Replace `(usize, Option<usize>)` with custom type `SizeHint` and eliminate `try_size_hint()`. #218

kpreid · 2025-04-10T15:17:41Z

The SizeHint type provides these advantages:

Easier to construct by composition, using + and | or methods.
More self-explanatory.
Distinguishes between “unknown size” and “known to be unbounded” to aid debugging.

Since this is a breaking change to the trait, this PR also makes the closely related change of combining try_size_hint() and size_hint() into a single fallible function. This will make it easier to correctly implement the trait.

Also, while I was touching the macro code, I made all the crate paths absolute (::arbitrary), as they should be for the maximum compatibility.

Fixes #201.
Part of #217.

fitzgen

Thanks for whipping up this PR!

I think we still have some design questions to answer before we commit to a particular approach. See inline comments below.

fitzgen · 2025-04-15T17:03:25Z

src/size_hint.rs

+    /// When the depth is not too deep, calls `f` with `depth + 1` to calculate the
+    /// size hint.
+    ///
+    /// Otherwise, returns an error.
+    ///
+    /// This should be used when implementing [`Arbitrary::size_hint()`]
+    /// for generic types.
+    pub fn recursion_guard(
+        depth: usize,
+        f: impl FnOnce(usize) -> Result<Self, crate::MaxRecursionReached>,
+    ) -> Result<Self, crate::MaxRecursionReached> {
+        if depth > MAX_DEPTH {
+            Err(crate::MaxRecursionReached {})
+        } else {
+            f(depth + 1)
+        }


Let's switch from depth to fuel, from incrementing to decrementing, and from depth > MAX_DEPTH to fuel == 0.

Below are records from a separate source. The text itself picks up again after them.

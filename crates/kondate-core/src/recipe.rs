//! Parse generated text into recipe records.
//!
//! Expected shape:
//!
//! ```text
//! 1. メニュー名
//!    - 説明
//!    - 追加で必要な食材: 卵、ねぎ
//! ```
//!
//! A strict pass only accepts numbered lines directly followed by a bullet.
//! When that finds nothing, a lenient pass takes any numbered line as a
//! record start.

use serde::{Deserialize, Serialize};

use crate::error::KondateError;

/// One suggested meal.
#[derive(Debug, Clone, PartialEq, Eq, Serialize, Deserialize)]
pub struct Recipe {
    pub number: u32,
    pub name: String,
    pub description: String,
    /// Ingredients the user needs beyond what they have.
    pub missing_items: Vec<String>,
}

const BULLETS: &[char] = &['-', '－', '・', '•', '*'];
const MISSING_LABELS: &[&str] = &["不足", "追加で必要", "missing"];
const NOTHING: &[&str] = &["なし", "特になし", "none", "-"];

#[derive(Debug)]
enum Line<'a> {
    Numbered { number: u32, name: &'a str },
    Bullet(&'a str),
    Other,
}

fn classify_line(line: &str) -> Line<'_> {
    let line = line.trim();
    let digits_end = line
        .char_indices()
        .find(|(_, c)| !c.is_ascii_digit())
        .map(|(i, _)| i)
        .unwrap_or(line.len());
    if digits_end > 0 {
        let rest = &line[digits_end..];
        let mut chars = rest.chars();
        if let Some(marker) = chars.next() {
            if matches!(marker, '.' | '．' | ')' | '）') {
                if let Ok(number) = line[..digits_end].parse() {
                    return Line::Numbered {
                        number,
                        name: chars.as_str().trim(),
                    };
                }
            }
        }
    }
    // Bold markers start with "**", which is not a bullet.
    if line.starts_with("**") {
        return Line::Other;
    }
    if let Some(rest) = line.strip_prefix(BULLETS) {
        return Line::Bullet(rest.trim());
    }
    Line::Other
}

fn clean_name(name: &str) -> String {
    name.replace("**", "")
        .trim_matches(|c: char| {
            c.is_whitespace() || matches!(c, '[' | ']' | '【' | '】' | '「' | '」' | ':' | '：')
        })
        .to_string()
}

/// Returns the item list when `bullet` is a missing-items line.
fn missing_items(bullet: &str) -> Option<Vec<String>> {
    let lower = bullet.to_lowercase();
    if !MISSING_LABELS.iter().any(|l| lower.starts_with(l)) {
        return None;
    }
    let value = bullet
        .split_once([':', '：'])
        .map(|(_, v)| v)
        .unwrap_or("")
        .trim();
    // Drop a trailing parenthetical such as "（なければ「なし」）".
    let value = value
        .split_once(['（', '('])
        .map(|(v, _)| v)
        .unwrap_or(value)
        .trim();
    if value.is_empty() || NOTHING.iter().any(|n| value.eq_ignore_ascii_case(n)) {
        return Some(Vec::new());
    }
    Some(
        value
            .split(['、', ',', '，', '/', '／'])
            .map(str::trim)
            .filter(|s| !s.is_empty() && !NOTHING.iter().any(|n| n == s))
            .map(String::from)
            .collect(),
    )
}

fn apply_bullet(recipe: &mut Recipe, bullet: &str) {
    if let Some(items) = missing_items(bullet) {
        recipe.missing_items.extend(items);
        return;
    }
    let text = bullet.replace("**", "");
    let text = text.trim();
    if text.is_empty() {
        return;
    }
    if !recipe.description.is_empty() {
        recipe.description.push('\n');
    }
    recipe.description.push_str(text);
}

fn new_record(number: u32, name: &str) -> Recipe {
    Recipe {
        number,
        name: clean_name(name),
        description: String::new(),
        missing_items: Vec::new(),
    }
}

fn parse_strict(lines: &[Line<'_>]) -> Vec<Recipe> {
    let mut recipes = Vec::new();
    let mut current: Option<Recipe> = None;
    for (i, line) in lines.iter().enumerate() {
        match line {
            Line::Numbered { number, name } => {
                recipes.extend(current.take());
                let followed_by_bullet = matches!(lines.get(i + 1), Some(Line::Bullet(_)));
                if followed_by_bullet && !name.is_empty() {
                    current = Some(new_record(*number, name));
                }
            }
            Line::Bullet(text) => {
                if let Some(recipe) = current.as_mut() {
                    apply_bullet(recipe, text);
                }
            }
            Line::Other => {}
        }
    }
    recipes.extend(current);
    recipes
}

fn parse_lenient(lines: &[Line<'_>]) -> Vec<Recipe> {
    let mut recipes = Vec::new();
    let mut current: Option<Recipe> = None;
    for line in lines {
        match line {
            Line::Numbered { number, name } => {
                recipes.extend(current.take());
                current = Some(new_record(*number, name));
            }
            Line::Bullet(text) => {
                if let Some(recipe) = current.as_mut() {
                    apply_bullet(recipe, text);
                }
            }
            Line::Other => {}
        }
    }
    recipes.extend(current);
    recipes.retain(|r| !r.name.is_empty());
    recipes
}

/// Parse generated text into recipes. Zero records is an error.
pub fn parse_recipes(text: &str) -> Result<Vec<Recipe>, KondateError> {
    let lines: Vec<Line<'_>> = text
        .lines()
        .filter(|l| !l.trim().is_empty())
        .map(classify_line)
        .collect();

    let mut recipes = parse_strict(&lines);
    if recipes.is_empty() {
        tracing::warn!("strict recipe pattern matched nothing, using line fallback");
        recipes = parse_lenient(&lines);
    }
    if recipes.is_empty() {
        return Err(KondateError::Provider(
            "no recipes found in generated text".into(),
        ));
    }
    Ok(recipes)
}
//! Slack message rendering (mrkdwn text and Block Kit).

use kondate_core::message::{OutboundContent, ReplyTarget};
use kondate_core::prompt::PromptTemplate;
use kondate_core::recipe::Recipe;
use serde_json::{json, Value};

use crate::text::{basis_line, missing_line, recipes_as_text, truncate_chars, RESULT_TITLE};

/// Slack caps section text at 3000 characters.
const SECTION_TEXT_LIMIT: usize = 3000;
/// Header blocks are plain text, at most 150 characters.
const HEADER_TEXT_LIMIT: usize = 150;
/// Top-level `text` limit we keep under.
pub(crate) const SLACK_TEXT_LIMIT: usize = 4000;

/// Escape `&`, `<` and `>` for mrkdwn fields.
pub(crate) fn escape_mrkdwn(text: &str) -> String {
    let mut out = String::with_capacity(text.len());
    for c in text.chars() {
        match c {
            '&' => out.push_str("&amp;"),
            '<' => out.push_str("&lt;"),
            '>' => out.push_str("&gt;"),
            _ => out.push(c),
        }
    }
    out
}

/// Remove `<@U123>` style mention tags and collapse surrounding whitespace.
pub(crate) fn strip_mentions(text: &str) -> String {
    let mut out = String::with_capacity(text.len());
    let mut rest = text;
    while let Some(start) = rest.find("<@") {
        out.push_str(&rest[..start]);
        match rest[start..].find('>') {
            Some(end) => rest = &rest[start + end + 1..],
            None => {
                rest = &rest[start..];
                break;
            }
        }
    }
    out.push_str(rest);
    out.split_whitespace().collect::<Vec<_>>().join(" ")
}

fn recipe_section(recipe: &Recipe) -> Value {
    let mut text = format!("*{}. {}*", recipe.number, escape_mrkdwn(&recipe.name));
    if !recipe.description.is_empty() {
        text.push('\n');
        text.push_str(&escape_mrkdwn(&recipe.description));
    }
    if let Some(missing) = missing_line(recipe) {
        text.push_str(&format!("\n_{}_", escape_mrkdwn(&missing)));
    }
    json!({
        "type": "section",
        "text": { "type": "mrkdwn", "text": truncate_chars(&text, SECTION_TEXT_LIMIT) }
    })
}

/// Block Kit layout for a set of recipes.
pub(crate) fn recipe_blocks(
    template: PromptTemplate,
    input: &str,
    recipes: &[Recipe],
) -> Vec<Value> {
    let mut blocks = vec![
        json!({
            "type": "header",
            "text": {
                "type": "plain_text",
                "text": truncate_chars(RESULT_TITLE, HEADER_TEXT_LIMIT),
                "emoji": true
            }
        }),
        json!({
            "type": "context",
            "elements": [{
                "type": "mrkdwn",
                "text": escape_mrkdwn(&basis_line(template, input))
            }]
        }),
    ];
    blocks.extend(recipes.iter().map(recipe_section));
    blocks.push(json!({ "type": "divider" }));
    blocks
}

/// Full message payload for a reply target.
pub(crate) fn message_payload(target: &ReplyTarget, content: &OutboundContent) -> Value {
    let mut payload = match content {
        OutboundContent::Text(text) => json!({
            "text": truncate_chars(text, SLACK_TEXT_LIMIT),
        }),
        OutboundContent::Error(text) => json!({
            "text": truncate_chars(&format!("❌ {text}"), SLACK_TEXT_LIMIT),
        }),
        OutboundContent::Recipes {
            template,
            input,
            recipes,
        } => json!({
            "text": truncate_chars(&recipes_as_text(*template, input, recipes), SLACK_TEXT_LIMIT),
            "blocks": recipe_blocks(*template, input, recipes),
        }),
    };

    match target {
        ReplyTarget::ResponseUrl(_) => {
            payload["response_type"] = json!("in_channel");
            payload["replace_original"] = json!(true);
        }
        ReplyTarget::Conversation(channel) => {
            payload["channel"] = json!(channel);
        }
        ReplyTarget::ReplyToken(_) => {}
    }
    payload
}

I think we will may also want to preserve the fuel count across size_hint and recursion_guard invocations such that if we are given fuel = 100 that doesn't mean "process type trees of up to depth 100" but instead "call up to 100 size_hint/recursion_guard methods". The latter is a better overall limit on compute spent on size hints. The former isn't very useful because a depth of 10 already gets to binary trees of size 1024 but also isn't very deep at all for non-pathological/non-exponential cases.

This probably involves defining and threading a new context type through size_hint calls and removing public constructors for SizeHint and replacing them with methods on the context, something like

pub struct SizeHintContext { fuel: usize, } impl SizeHintContext { pub fn new(fuel: usize) -> Self { Self { fuel } } fn consume_fuel(&mut self) -> Result<()> { if *self.fuel == 0 { return Err(()); } *self.fuel -= 1; Ok(()) } pub fn exactly(&mut self, size: usize) -> Result<SizeHint> { self.consume_fuel()?; Ok(SizeHint { lower: size, upper: Upper::Bounded(size), }) } pub fn at_least(&mut self, size: usize) -> Result<SizeHint> { self.consume_fuel()?; Ok(SizeHint { lower: size, upper: Upper::Unbounded, }) } // Other `SizeHint` constructors and combinators... } // ... pub trait Arbitrary { fn size_hint(context: &mut SizeHintContext) -> Result<SizeHint> { SizeHint { lower: 0, upper: Upper::Unbounded, } } }

It might even make sense to actually put the SizeHint inside the SizeHintContext and just have methods that mutate the size hint being built, rather than returning new size hints that we then need to combine. This would further disincentivize constructing a new SizeHintBuilder in the middle of a size_hint method implementation, which would defeat the purpose of having fuel in the first place. Doing it this way would also allow extracting the half-built SizeHint and getting at least an idea of the lower bound, even when we run out of fuel. (Maybe the consume_fuel method should set upper to unbounded if it returns an error?)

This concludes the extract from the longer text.